### About this exercise
Could you return every line of the records below that contains the word "completed"?

### Material shown
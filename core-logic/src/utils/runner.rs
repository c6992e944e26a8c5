use crate::error::{ConfigError, CoreError};
use crate::traits::WorkflowStats;
use futures::FutureExt;
use std::any::Any;
use std::future::Future;
use std::panic::AssertUnwindSafe;
use tokio::signal;
use tokio::task::JoinSet;
use tokio_util::sync::CancellationToken;
use tracing::{error, info, warn, Instrument};

/// Outcome counters for one pool run.
#[derive(Debug, Default, Clone, PartialEq, Eq)]
pub struct PoolReport {
    /// Workflows handed a slot.
    pub started: usize,
    /// Workflows that returned `Ok`.
    pub completed: usize,
    /// Workflows that returned an error before finishing their sequence.
    pub failed: usize,
    /// Workflows that panicked or could not be joined.
    pub panicked: usize,
    /// Queue entries never dispatched because shutdown was requested.
    pub skipped: usize,
    pub totals: WorkflowStats,
}

impl PoolReport {
    pub fn finished(&self) -> usize {
        self.completed + self.failed + self.panicked
    }
}

pub struct WorkerRunner;

impl WorkerRunner {
    /// Runs the pool with Ctrl+C wired to a graceful stop: no new workflows are
    /// dispatched after the signal, running ones are left to finish.
    pub async fn run<J, F, Fut>(
        jobs: Vec<J>,
        max_workers: usize,
        launch: F,
    ) -> Result<PoolReport, CoreError>
    where
        J: Send + 'static,
        F: FnMut(usize, J) -> Fut,
        Fut: Future<Output = anyhow::Result<WorkflowStats>> + Send + 'static,
    {
        let token = CancellationToken::new();
        let cloned_token = token.clone();

        // Spawn a task to listen for Ctrl+C
        let listener = tokio::spawn(async move {
            match signal::ctrl_c().await {
                Ok(()) => {
                    info!("🛑 Received Ctrl+C. No new wallets will be started, waiting for active workers...");
                    cloned_token.cancel();
                }
                Err(err) => {
                    error!("Unable to listen for shutdown signal: {}", err);
                }
            }
        });

        let report = Self::run_pool(jobs, max_workers, token, launch).await;
        listener.abort();
        report
    }

    /// Keeps at most `max_workers` workflows running, replacing each finished
    /// one with the next queued job until the queue is drained.
    ///
    /// `launch` receives the 1-based worker id (queue position + 1) and the job,
    /// and is only called once a slot is free. Workflow errors and panics are
    /// logged and counted but never change scheduling.
    pub async fn run_pool<J, F, Fut>(
        jobs: Vec<J>,
        max_workers: usize,
        shutdown: CancellationToken,
        mut launch: F,
    ) -> Result<PoolReport, CoreError>
    where
        J: Send + 'static,
        F: FnMut(usize, J) -> Fut,
        Fut: Future<Output = anyhow::Result<WorkflowStats>> + Send + 'static,
    {
        if jobs.is_empty() {
            return Err(ConfigError::EmptyQueue {
                what: "wallet queue".to_string(),
            }
            .into());
        }
        if max_workers == 0 {
            return Err(ConfigError::InvalidValue {
                field: "max_concurrency".to_string(),
                reason: "must be at least 1".to_string(),
            }
            .into());
        }

        let total = jobs.len();
        let mut queue = jobs.into_iter().enumerate();
        let mut set = JoinSet::new();
        let mut report = PoolReport::default();

        let start_time = std::time::Instant::now();
        info!(
            "🚀 Starting worker pool: {} wallets, max {} concurrent",
            total, max_workers
        );

        loop {
            while set.len() < max_workers && !shutdown.is_cancelled() {
                let Some((index, job)) = queue.next() else {
                    break;
                };
                let worker_id = index + 1;
                let span = tracing::info_span!("worker", worker_id = format!("{:03}", worker_id));
                let workflow = launch(worker_id, job);

                set.spawn(
                    async move {
                        let outcome = AssertUnwindSafe(workflow).catch_unwind().await;
                        (worker_id, outcome)
                    }
                    .instrument(span),
                );
                report.started += 1;
            }

            let Some(joined) = set.join_next().await else {
                break;
            };

            match joined {
                Ok((id, Ok(Ok(stats)))) => {
                    report.completed += 1;
                    report.totals += stats;
                    info!(
                        target: "task_result",
                        "[WK:{:03}] Workflow finished: {} steps ok, {} steps failed",
                        id, stats.success, stats.failed
                    );
                }
                Ok((id, Ok(Err(e)))) => {
                    report.failed += 1;
                    error!(target: "task_result", "[WK:{:03}] Workflow aborted: {:#}", id, e);
                }
                Ok((id, Err(panic))) => {
                    report.panicked += 1;
                    error!(
                        target: "task_result",
                        "[WK:{:03}] Workflow panicked: {}",
                        id,
                        panic_message(panic.as_ref())
                    );
                }
                Err(e) => {
                    report.panicked += 1;
                    error!("A worker task failed to join: {:?}", e);
                }
            }
        }

        report.skipped = total - report.started;
        if report.skipped > 0 {
            warn!(
                "Shutdown requested, {} wallets were not started",
                report.skipped
            );
        }

        let total_steps = report.totals.total();
        let rate = if total_steps > 0 {
            (report.totals.success as f64 / total_steps as f64) * 100.0
        } else {
            0.0
        };

        info!(target: "task_result", "🏁 Worker pool drained.");
        info!(
            target: "task_result",
            "Total Time: {:.1}s | Wallets: {}/{} | Aborted: {} | Step Success: {} | Step Fail: {} | Success Rate: {:.2}%",
            start_time.elapsed().as_secs_f64(),
            report.completed,
            total,
            report.failed + report.panicked,
            report.totals.success,
            report.totals.failed,
            rate
        );

        Ok(report)
    }
}

fn panic_message(payload: &(dyn Any + Send)) -> String {
    if let Some(s) = payload.downcast_ref::<&str>() {
        s.to_string()
    } else if let Some(s) = payload.downcast_ref::<String>() {
        s.clone()
    } else {
        "non-string panic payload".to_string()
    }
}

### Exercise output
    pub completed: usize,
        self.completed + self.failed + self.panicked
                    report.completed += 1;
            report.completed,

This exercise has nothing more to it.